Durable responses are rapid and deepen on treatment as demonstrated by an initial 75.5% Objective Response Rate which increased to 84.2% in patients with at least two disease assessments
Treatment responses observed in heavily pre-treated population with mutations associated with poor prognosis and/or resistance to BTK inhibitors, including patients with CNS involvement
Favorable safety profile across all doses tested
Nurix will host a webcast to discuss the data presented at the ASH Annual Meeting and provide a corporate update today at 8:15 p.m. PT (11:15 p.m. ET)

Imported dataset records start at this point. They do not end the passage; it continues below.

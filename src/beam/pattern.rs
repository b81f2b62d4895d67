// This Source Code Form is subject to the terms of the Mozilla Public
// License, v. 2.0. If a copy of the MPL was not distributed with this
// file, You can obtain one at http://mozilla.org/MPL/2.0/.

//! The analytic beam shape.
//!
//! A cosine aperture illumination gives a far-field pattern of
//! `cos(pi r) / (1 - 4 r^2)` (Condon & Ransom, Essential Radio Astronomy,
//! 2016, p. 83). This is used as a simplified model of the co-polarised
//! mainlobes; sidelobe levels are not expected to be accurate.

use std::f64::consts::PI;

use crate::constants::TAPER_SCALE;

/// The cosine aperture taper. `r` is normalised such that the half-power point
/// occurs at `r = 0.5`, i.e. `cosine_taper(0.0) == 1.0` and
/// `cosine_taper(0.5) == sqrt(0.5)`.
///
/// The result is signed; sidelobes are negative.
///
/// The denominator vanishes at `r = 1 / (2 * TAPER_SCALE)` (~0.4205). The
/// singularity is removable (the limit is pi/4) but is not special-cased; a
/// radius that lands exactly on it gives an infinity, and radii around it
/// are well behaved.
#[inline]
pub fn cosine_taper(r: f64) -> f64 {
    let rr = r * TAPER_SCALE;
    (PI * rr).cos() / (1.0 - 4.0 * (rr * rr))
}

/// The beam pattern of one co-polarised feed at the sky offset `(x, y)`. The
/// beam centre is at `(squint_x, squint_y)` and its widths along each axis
/// are `fwhm_x` and `fwhm_y`. All arguments are in degrees.
#[inline]
pub fn pattern(x: f64, y: f64, squint_x: f64, squint_y: f64, fwhm_x: f64, fwhm_y: f64) -> f64 {
    let dx = (x - squint_x) / fwhm_x;
    let dy = (y - squint_y) / fwhm_y;
    cosine_taper((dx * dx + dy * dy).sqrt())
}

/// Combine co-polarised amplitudes into a Stokes I (total power) response.
/// This is never negative.
#[inline]
pub fn stokes_i(hh: f64, vv: f64) -> f64 {
    0.5 * (hh.abs().powi(2) + vv.abs().powi(2))
}
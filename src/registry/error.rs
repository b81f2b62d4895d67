// This Source Code Form is subject to the terms of the Mozilla Public
// License, v. 2.0. If a copy of the MPL was not distributed with this
// file, You can obtain one at http://mozilla.org/MPL/2.0/.

//! Errors associated with calibration tables and the model registry.

use thiserror::Error;

use super::Channel;

/// A model name was requested that isn't registered.
#[derive(Error, Debug, Clone, PartialEq, Eq)]
#[error("Unknown model '{name}', available ones are: {}", .valid.join(", "))]
pub struct UnknownModelError {
    /// The requested name.
    pub name: String,

    /// All registered model names.
    pub valid: Vec<String>,
}

#[derive(Error, Debug, Clone, PartialEq)]
pub enum CalibrationTableError {
    #[error("The calibration table has no rows")]
    Empty,

    #[error("Line {line_num} of the calibration table has {got} columns; expected {}", super::NUM_COLUMNS)]
    WrongNumberOfColumns { line_num: usize, got: usize },

    #[error("Couldn't parse '{value}' on line {line_num} of the calibration table as a number")]
    ParseFloat { line_num: usize, value: String },

    #[error("Calibration table frequencies must be strictly increasing, but row {index} has {next} MHz after {prev} MHz")]
    FreqsNotIncreasing { index: usize, prev: f64, next: f64 },

    #[error("Calibration table frequency {0} MHz is not finite")]
    NonFiniteFreq(f64),

    #[error("The {channel} {kind} column has {got} values, but there are {expected} frequencies")]
    LengthMismatch {
        kind: &'static str,
        channel: Channel,
        got: usize,
        expected: usize,
    },

    #[error("The {channel} {kind} at {freq_mhz} MHz is not finite ({value})")]
    NonFiniteValue {
        kind: &'static str,
        channel: Channel,
        freq_mhz: f64,
        value: f64,
    },

    #[error("The {channel} FWHM at {freq_mhz} MHz must be positive, but is {fwhm_deg} degrees")]
    NonPositiveFwhm {
        channel: Channel,
        freq_mhz: f64,
        fwhm_deg: f64,
    },
}
// This Source Code Form is subject to the terms of the Mozilla Public
// License, v. 2.0. If a copy of the MPL was not distributed with this
// file, You can obtain one at http://mozilla.org/MPL/2.0/.

//! Arguments for sampling a beam over a square patch of sky.

#[cfg(test)]
mod tests;

use std::{borrow::Cow, path::PathBuf, str::FromStr};

use clap::Parser;
use log::debug;
use ndarray::prelude::*;
use serde::{Deserialize, Serialize};
use thiserror::Error;

use super::{InfoPrinter, Warn, DEFAULT_POL, EXTENT_HELP, MODEL_HELP, NUM_PIXELS_HELP, POL_HELP};
use crate::{
    beam::{BeamError, BeamModel, Pol},
    constants::{DEFAULT_BEAM_EXTENT_DEG, DEFAULT_MODEL_NAME, DEFAULT_NUM_PIXELS},
    registry::{CalibrationTable, CalibrationTableError, UnknownModelError},
};

#[derive(Parser, Debug, Clone, Default, PartialEq, Serialize, Deserialize)]
pub(crate) struct BeamSamplingArgs {
    #[clap(short, long, help = MODEL_HELP.as_str(), help_heading = "BEAM")]
    pub(crate) model: Option<String>,

    /// Use the squints and FWHMs in this file instead of those of a built-in
    /// model. The file must have two header lines followed by comma-separated
    /// rows of frequency [MHz], then the Hx, Hy, Vx and Vy squints and the Hx,
    /// Hy, Vx and Vy FWHMs [arcmin]. If --model is also given, it is used as
    /// the name of this beam.
    #[clap(long, parse(from_os_str), help_heading = "BEAM")]
    pub(crate) calibration_table: Option<PathBuf>,

    #[clap(short, long, help = POL_HELP.as_str(), help_heading = "BEAM")]
    pub(crate) pol: Option<Pol>,

    /// The frequency to evaluate the beam at [MHz]. Frequencies outside of the
    /// model's tabulated range use the parameters at the nearest edge.
    #[clap(short, long, allow_hyphen_values = true, help_heading = "BEAM")]
    pub(crate) freq_mhz: Option<f64>,

    #[clap(short, long, help = EXTENT_HELP.as_str(), help_heading = "SAMPLING")]
    pub(crate) extent: Option<f64>,

    #[clap(short, long, help = NUM_PIXELS_HELP.as_str(), help_heading = "SAMPLING")]
    pub(crate) num_pixels: Option<usize>,
}

impl BeamSamplingArgs {
    pub(crate) fn merge(self, other: Self) -> Self {
        Self {
            model: self.model.or(other.model),
            calibration_table: self.calibration_table.or(other.calibration_table),
            pol: self.pol.or(other.pol),
            freq_mhz: self.freq_mhz.or(other.freq_mhz),
            extent: self.extent.or(other.extent),
            num_pixels: self.num_pixels.or(other.num_pixels),
        }
    }

    pub(crate) fn parse(self) -> Result<BeamSampling, BeamSamplingArgsError> {
        let Self {
            model,
            calibration_table,
            pol,
            freq_mhz,
            extent,
            num_pixels,
        } = self;

        let freq_mhz = freq_mhz.ok_or(BeamSamplingArgsError::NoFreq)?;
        if !freq_mhz.is_finite() {
            return Err(BeamSamplingArgsError::NonFiniteFreq(freq_mhz));
        }
        let extent_deg = extent.unwrap_or(DEFAULT_BEAM_EXTENT_DEG);
        // Also catches NaN.
        if !(extent_deg > 0.0 && extent_deg.is_finite()) {
            return Err(BeamSamplingArgsError::BadExtent(extent_deg));
        }
        let num_pixels = num_pixels.unwrap_or(DEFAULT_NUM_PIXELS);
        if num_pixels < 2 {
            return Err(BeamSamplingArgsError::TooFewPixels(num_pixels));
        }
        let pol = pol.unwrap_or(DEFAULT_POL);

        let mut printer = InfoPrinter::new("Beam info");
        let beam = match calibration_table {
            Some(file) => {
                debug!("Reading calibration table {}", file.display());
                let contents = std::fs::read_to_string(&file).map_err(|err| {
                    BeamSamplingArgsError::TableFile {
                        file: file.clone(),
                        err,
                    }
                })?;
                let name = model.unwrap_or_else(|| {
                    file.file_stem()
                        .map(|s| s.to_string_lossy().into_owned())
                        .unwrap_or_else(|| file.display().to_string())
                });
                let beam = BeamModel::from_table(name, CalibrationTable::from_str(&contents)?);
                printer.push_line(format!("Model: {} (from {})", beam.name(), file.display()));
                beam
            }
            None => {
                let beam = BeamModel::new(model.as_deref().unwrap_or(DEFAULT_MODEL_NAME))?;
                printer.push_line(format!("Model: {}", beam.name()));
                beam
            }
        };

        let (min_freq, max_freq) = beam.table().freq_range_mhz();
        printer.push_line(format!(
            "Tabulated frequencies: {min_freq} to {max_freq} MHz ({} rows)",
            beam.table().len()
        ));
        if !beam.table().covers_freq(freq_mhz) {
            let warning: Vec<Cow<'static, str>> = vec![
                format!(
                    "{freq_mhz} MHz is outside of {}'s tabulated frequencies ({min_freq} to {max_freq} MHz).",
                    beam.name()
                )
                .into(),
                "The beam parameters at the nearest tabulated frequency are used.".into(),
            ];
            warning.warn();
        }
        printer.push_block(vec![
            format!("Polarisation: {pol}").into(),
            format!("Frequency: {freq_mhz} MHz").into(),
        ]);
        printer.push_line(format!(
            "Sampling {num_pixels}x{num_pixels} points over {extent_deg}x{extent_deg} degrees"
        ));
        printer.display();

        Ok(BeamSampling {
            beam,
            pol,
            freq_mhz,
            extent_deg,
            num_pixels,
        })
    }
}

/// A beam, and where and how to sample it.
#[derive(Debug, Clone)]
pub(crate) struct BeamSampling {
    pub(crate) beam: BeamModel,
    pub(crate) pol: Pol,
    pub(crate) freq_mhz: f64,
    pub(crate) extent_deg: f64,
    pub(crate) num_pixels: usize,
}

impl BeamSampling {
    /// The sky offsets sampled along each axis [degrees].
    pub(crate) fn margin(&self) -> Array1<f64> {
        let half = self.extent_deg / 2.0;
        Array1::linspace(-half, half, self.num_pixels)
    }

    /// Evaluate the beam over the square grid of the [`BeamSampling::margin`]
    /// offsets. Rows correspond to `y`, columns to `x`.
    pub(crate) fn evaluate(&self) -> Result<Array2<f64>, BeamError> {
        let margin = self.margin();
        let x = margin.view().insert_axis(Axis(0));
        let y = margin.view().insert_axis(Axis(1));
        self.beam.response_array(self.pol, x, y, self.freq_mhz)
    }
}

#[derive(Error, Debug)]
pub(crate) enum BeamSamplingArgsError {
    #[error("No frequency was supplied")]
    NoFreq,

    #[error("The frequency must be finite, but got {0} MHz")]
    NonFiniteFreq(f64),

    #[error("The sampled extent must be a positive number of degrees, but got {0}")]
    BadExtent(f64),

    #[error("At least 2 pixels are needed along each side, but got {0}")]
    TooFewPixels(usize),

    #[error("Couldn't read calibration table file '{}': {err}", file.display())]
    TableFile {
        file: PathBuf,
        err: std::io::Error,
    },

    #[error(transparent)]
    Model(#[from] UnknownModelError),

    #[error(transparent)]
    Table(#[from] CalibrationTableError),
}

SAN FRANCISCO, Dec. 09, 2024 (GLOBE NEWSWIRE) -- Nurix Therapeutics, Inc. (Nasdaq: NRIX), a clinical stage biopharmaceutical company developing targeted protein modulation drugs designed to treat patients with cancer and inflammatory diseases, today presented new positive clinical data from patients with relapsed or refractory chronic lymphocytic leukemia or small lymphocytic lymphoma (CLL/SLL) treated in the Phase 1a/1b clinical trial of its Bruton’s tyrosine kinase (BTK) degrader NX-5948. These data were presented by Nirav N. Shah, M.D., M.S.H.P., Associate Professor of Medicine, Division of Hematology and Oncology, at the Medical College of Wisconsin, and a clinical investigator on the trial, in an oral session at the 66th American Society of Hematology (ASH) Annual Meeting and Exposition being held December 7-10, 2024, in San Diego, CA. In addition, Nurix and its collaborators presented new preclinical data for NX-5948 and its BTK and IKZF1/3 degrader NX-2127 in separate poster and oral presentations at the ASH Annual Meeting.

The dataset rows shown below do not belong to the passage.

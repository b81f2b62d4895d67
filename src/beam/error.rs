// This Source Code Form is subject to the terms of the Mozilla Public
// License, v. 2.0. If a copy of the MPL was not distributed with this
// file, You can obtain one at http://mozilla.org/MPL/2.0/.

//! Errors associated with beam calculations.

use thiserror::Error;

use crate::registry::{CalibrationTableError, UnknownModelError};

#[derive(Error, Debug)]
pub enum BeamError {
    #[error(transparent)]
    UnknownModel(#[from] UnknownModelError),

    #[error(transparent)]
    Table(#[from] CalibrationTableError),

    #[error("Arrays with shapes {shapes:?} can't be broadcast together")]
    IncompatibleShapes { shapes: Vec<Vec<usize>> },
}
// src/noyau/calcul.rs
//
// Évaluation de l'arbre, arithmétique f64 (IEEE).
//
// Contrat : après CHAQUE nœud arithmétique et chaque application de fonction,
// la valeur intermédiaire est vérifiée. Un infini ne peut donc jamais être
// réabsorbé en valeur finie : atan(1/0) échoue au nœud Div, pas en π/2.

use super::erreurs::ErreurCalc;
use super::eval::Limites;
use super::expr::Expr;
use super::fonctions::{appliquer, factorielle};

pub fn calculer(e: &Expr, limites: &Limites) -> Result<f64, ErreurCalc> {
    use Expr::*;

    match e {
        Nombre(v) => fini(*v, limites),

        // pi/e sont normalement résolus dès la normalisation ; la grammaire
        // les connaît quand même (entrée déjà canonique, tests directs).
        Constante(nom) => match nom.as_str() {
            "pi" => Ok(std::f64::consts::PI),
            "e" => Ok(std::f64::consts::E),
            autre => Err(ErreurCalc::IdentifiantInconnu(autre.to_string())),
        },

        Neg(x) => Ok(-calculer(x, limites)?),

        Add(a, b) => fini(calculer(a, limites)? + calculer(b, limites)?, limites),
        Sub(a, b) => fini(calculer(a, limites)? - calculer(b, limites)?, limites),
        Mul(a, b) => fini(calculer(a, limites)? * calculer(b, limites)?, limites),
        Div(a, b) => fini(calculer(a, limites)? / calculer(b, limites)?, limites),
        Puiss(a, b) => {
            let base = calculer(a, limites)?;
            let exposant = calculer(b, limites)?;
            fini(base.powf(exposant), limites)
        }

        Pourcent(x) => fini(calculer(x, limites)? / 100.0, limites),

        Factorielle(x) => {
            let v = calculer(x, limites)?;
            fini(factorielle(v, limites)?, limites)
        }

        Appel(nom, arg) => {
            let v = calculer(arg, limites)?;
            fini(appliquer(nom, v, limites)?, limites)
        }
    }
}

/// Vérification par nœud : non fini => NonFini ; fini mais au-delà de la
/// borne configurée => Depassement.
fn fini(v: f64, limites: &Limites) -> Result<f64, ErreurCalc> {
    if !v.is_finite() {
        return Err(ErreurCalc::NonFini);
    }
    if v.abs() > limites.borne_resultat {
        return Err(ErreurCalc::Depassement(format!(
            "|{v}| au-delà de la borne résultat"
        )));
    }
    Ok(v)
}
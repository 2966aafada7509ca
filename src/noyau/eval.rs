//! Noyau — évaluation (pipeline réel)
//!
//! normaliser -> tokenize -> analyser -> calculer
//!
//! Chaque appel est indépendant et réentrant : aucun état partagé, le seul
//! état processus est la paire de regex compilées une fois (canon.rs).
//! Succès = toujours un f64 FINI ; tout le reste est une ErreurCalc.

use tracing::{debug, trace};

use super::analyse::analyser;
use super::calcul::calculer;
use super::erreurs::ErreurCalc;
use super::jetons::{format_jetons, tokenize};

pub use super::canon::normaliser;

/* ------------------------ Limites (garde-fous) ------------------------ */

/// Bornes défensives du pipeline. Des valeurs par défaut raisonnables pour
/// une calculatrice ; resserrables par l'appelant (CLI, tests).
#[derive(Clone, Debug)]
pub struct Limites {
    /// Plus grand n accepté par la factorielle (170 = dernier n! fini en f64).
    pub factorielle_max: f64,
    /// Magnitude maximale d'une valeur intermédiaire ou finale.
    pub borne_resultat: f64,
    /// Profondeur d'imbrication maximale de l'analyseur (anti-débordement de pile).
    pub profondeur_max: usize,
}

impl Limites {
    pub const FACTORIELLE_MAX_DEFAUT: f64 = 170.0;
    pub const PROFONDEUR_MAX_DEFAUT: usize = 128;

    /// Plafond dur du constructeur borné (anti-abus de configuration).
    pub const PROFONDEUR_PLAFOND: usize = 2048;

    /// Constructeur borné : les demandes excessives sont rabattues.
    pub fn bornees(factorielle_max: f64, profondeur_max: usize) -> Self {
        Self {
            factorielle_max: factorielle_max.clamp(0.0, Self::FACTORIELLE_MAX_DEFAUT),
            borne_resultat: f64::MAX,
            profondeur_max: profondeur_max.clamp(1, Self::PROFONDEUR_PLAFOND),
        }
    }
}

impl Default for Limites {
    fn default() -> Self {
        Self {
            factorielle_max: Self::FACTORIELLE_MAX_DEFAUT,
            borne_resultat: f64::MAX,
            profondeur_max: Self::PROFONDEUR_MAX_DEFAUT,
        }
    }
}

/* ------------------------ API publique ------------------------ */

/// Évalue une expression de surface avec les limites par défaut.
pub fn evaluer(expr: &str) -> Result<f64, ErreurCalc> {
    evaluer_avec(expr, &Limites::default())
}

/// Pipeline complet sous limites fournies par l'appelant.
pub fn evaluer_avec(expr: &str, limites: &Limites) -> Result<f64, ErreurCalc> {
    let s = expr.trim();
    if s.is_empty() {
        return Err(ErreurCalc::ErreurSyntaxe("entrée vide".into()));
    }

    // 1) Forme canonique
    let canon = normaliser(s)?;
    debug!(canon = %canon, "forme canonique");

    // 2) Jetons
    let jetons = tokenize(&canon)?;
    trace!(jetons = %format_jetons(&jetons), "jetons");

    // 3) Arbre (grammaire fermée)
    let arbre = analyser(&jetons, limites)?;

    // 4) Calcul (f64, finitude vérifiée par nœud)
    let v = calculer(&arbre, limites)?;
    debug!(resultat = v, "évaluation réussie");
    Ok(v)
}

/* ------------------------ tests pipeline ------------------------ */
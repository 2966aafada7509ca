//! Calculatrice sûre — noyau d'évaluation d'expressions.
//!
//! Transforme une chaîne de calculatrice (glyphes visuels, constantes,
//! pourcent, factorielle, fonctions) en un f64 FINI ou une erreur typée,
//! sans jamais passer par un évaluateur de code générique :
//!
//! normaliser -> tokenize -> analyser (grammaire fermée) -> calculer
//!
//! La couche UI (boutons, clavier, thème) reste extérieure ; elle ne voit
//! que [`evaluer`] / [`Session`].

pub mod noyau;
pub mod session;

pub use noyau::{evaluer, evaluer_avec, formater_resultat, normaliser, ErreurCalc, Limites};
pub use session::{EntreeHistorique, Session, CAPACITE_HISTORIQUE};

“We are excited to report our latest results based on enrollment of sixty relapsed/refractory CLL/SLL patients, almost double the number of patients in our previous mid-year 2024 update. With a greater number of patients and longer duration of treatment, we are highly encouraged to see a deepening of therapeutic responses over time while maintaining a favorable safety profile,” said Paula G. O’Connor, M.D., chief medical officer of Nurix. “These positive results are particularly impressive given the inclusion of patients with a high incidence of baseline genetic mutations in BTK, PLCG2, and TP53, and challenging clinical factors, such as central nervous system involvement, which are associated with poor prognosis. We continue to enroll patients in the United States, the United Kingdom, and Europe in the Phase 1b portion of the trial and are on track to initiate pivotal trials of NX-5948 in 2025.”

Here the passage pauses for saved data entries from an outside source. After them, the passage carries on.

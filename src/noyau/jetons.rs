// src/noyau/jetons.rs

use super::erreurs::ErreurCalc;

#[derive(Clone, Debug, PartialEq)]
pub enum Tok {
    Num(f64),

    // Tout ce qui n'est pas nombre / opérateur / parenthèse.
    // NOTE: l'analyseur décidera si c'est une fonction (liste blanche) ou une constante.
    Ident(String),

    Plus,
    Minus,
    Star,
    Slash,
    Caret,   // ^
    Bang,    // ! (factorielle postfixe)
    Percent, // % (postfixe, x/100)

    LPar,
    RPar,
    Comma,
}

/// Tokenize une chaîne canonique en jetons.
/// Supporte:
/// - entiers (12), décimaux (.5, 2., 12.34), exposants (1e5, 2.5E-3)
/// - opérateurs + - * / ^ ! %
/// - parenthèses ( ) et virgule (refusée plus tard par l'analyseur)
/// - identifiants [a-zA-Z_][a-zA-Z0-9_]* — casse PRÉSERVÉE (constantes
///   et liste blanche sont en minuscules, `Sin` ne doit pas passer)
///
/// Défense en profondeur : un caractère hors alphabet est une faute ici
/// aussi, même si la garde de normalisation a déjà filtré.
pub fn tokenize(s: &str) -> Result<Vec<Tok>, ErreurCalc> {
    let mut out = Vec::new();
    let chars: Vec<char> = s.chars().collect();
    let mut i: usize = 0;

    while i < chars.len() {
        let c = chars[i];

        if c.is_whitespace() {
            i += 1;
            continue;
        }

        // Opérateurs et ponctuation (un caractère)
        let simple = match c {
            '+' => Some(Tok::Plus),
            '-' => Some(Tok::Minus),
            '*' => Some(Tok::Star),
            '/' => Some(Tok::Slash),
            '^' => Some(Tok::Caret),
            '!' => Some(Tok::Bang),
            '%' => Some(Tok::Percent),
            '(' => Some(Tok::LPar),
            ')' => Some(Tok::RPar),
            ',' => Some(Tok::Comma),
            _ => None,
        };
        if let Some(t) = simple {
            out.push(t);
            i += 1;
            continue;
        }

        // Identifiants ASCII : [a-zA-Z_][a-zA-Z0-9_]*
        if c.is_ascii_alphabetic() || c == '_' {
            let start = i;
            i += 1;
            while i < chars.len() && (chars[i].is_ascii_alphanumeric() || chars[i] == '_') {
                i += 1;
            }
            let mot: String = chars[start..i].iter().collect();
            out.push(Tok::Ident(mot));
            continue;
        }

        // Nombre : chiffres, point décimal (tête ou queue), exposant optionnel
        if c.is_ascii_digit() || (c == '.' && i + 1 < chars.len() && chars[i + 1].is_ascii_digit())
        {
            let start = i;
            while i < chars.len() && (chars[i].is_ascii_digit() || chars[i] == '.') {
                i += 1;
            }

            // exposant : e/E [+-]? chiffres — seulement si des chiffres suivent,
            // sinon le `e` est un identifiant à part (ex: `2e` => 2, ident e)
            if i < chars.len() && (chars[i] == 'e' || chars[i] == 'E') {
                let mut j = i + 1;
                if j < chars.len() && (chars[j] == '+' || chars[j] == '-') {
                    j += 1;
                }
                if j < chars.len() && chars[j].is_ascii_digit() {
                    i = j;
                    while i < chars.len() && chars[i].is_ascii_digit() {
                        i += 1;
                    }
                }
            }

            let txt: String = chars[start..i].iter().collect();
            let v: f64 = txt
                .parse()
                .map_err(|_| ErreurCalc::ErreurSyntaxe(format!("nombre invalide: {txt}")))?;
            out.push(Tok::Num(v));
            continue;
        }

        return Err(ErreurCalc::CaractereInvalide(c));
    }

    Ok(out)
}

/// Format utilitaire (debug/traces) : liste de jetons en texte.
pub fn format_jetons(jetons: &[Tok]) -> String {
    let mut out = Vec::new();
    for t in jetons {
        let s = match t {
            Tok::Num(v) => v.to_string(),
            Tok::Ident(nom) => nom.clone(),

            Tok::Plus => "+".to_string(),
            Tok::Minus => "-".to_string(),
            Tok::Star => "*".to_string(),
            Tok::Slash => "/".to_string(),
            Tok::Caret => "^".to_string(),
            Tok::Bang => "!".to_string(),
            Tok::Percent => "%".to_string(),

            Tok::LPar => "(".to_string(),
            Tok::RPar => ")".to_string(),
            Tok::Comma => ",".to_string(),
        };
        out.push(s);
    }
    out.join(" ")
}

NX-5948 Phase 1a/1b clinical update
As of the October 10, 2024 data cut, sixty (60) patients with relapsed or refractory CLL/SLL were enrolled. This cohort of CLL/SLL patients was a heavily pretreated population that had received a median of four prior lines of therapy (range = 1-12) including prior covalent BTK inhibitors (98.3%), prior BCL2 inhibitors (83.3%), and prior non-covalent BTK inhibitors (28.3%). At baseline, a large number of patients had mutations associated with BTK inhibitor resistance, including mutations in BTK (38.6%) and PLC2G (12.3%). Poor prognostic features were common, including TP53 mutations (40.4%), and five patients (8.3%) had central nervous system (CNS) involvement.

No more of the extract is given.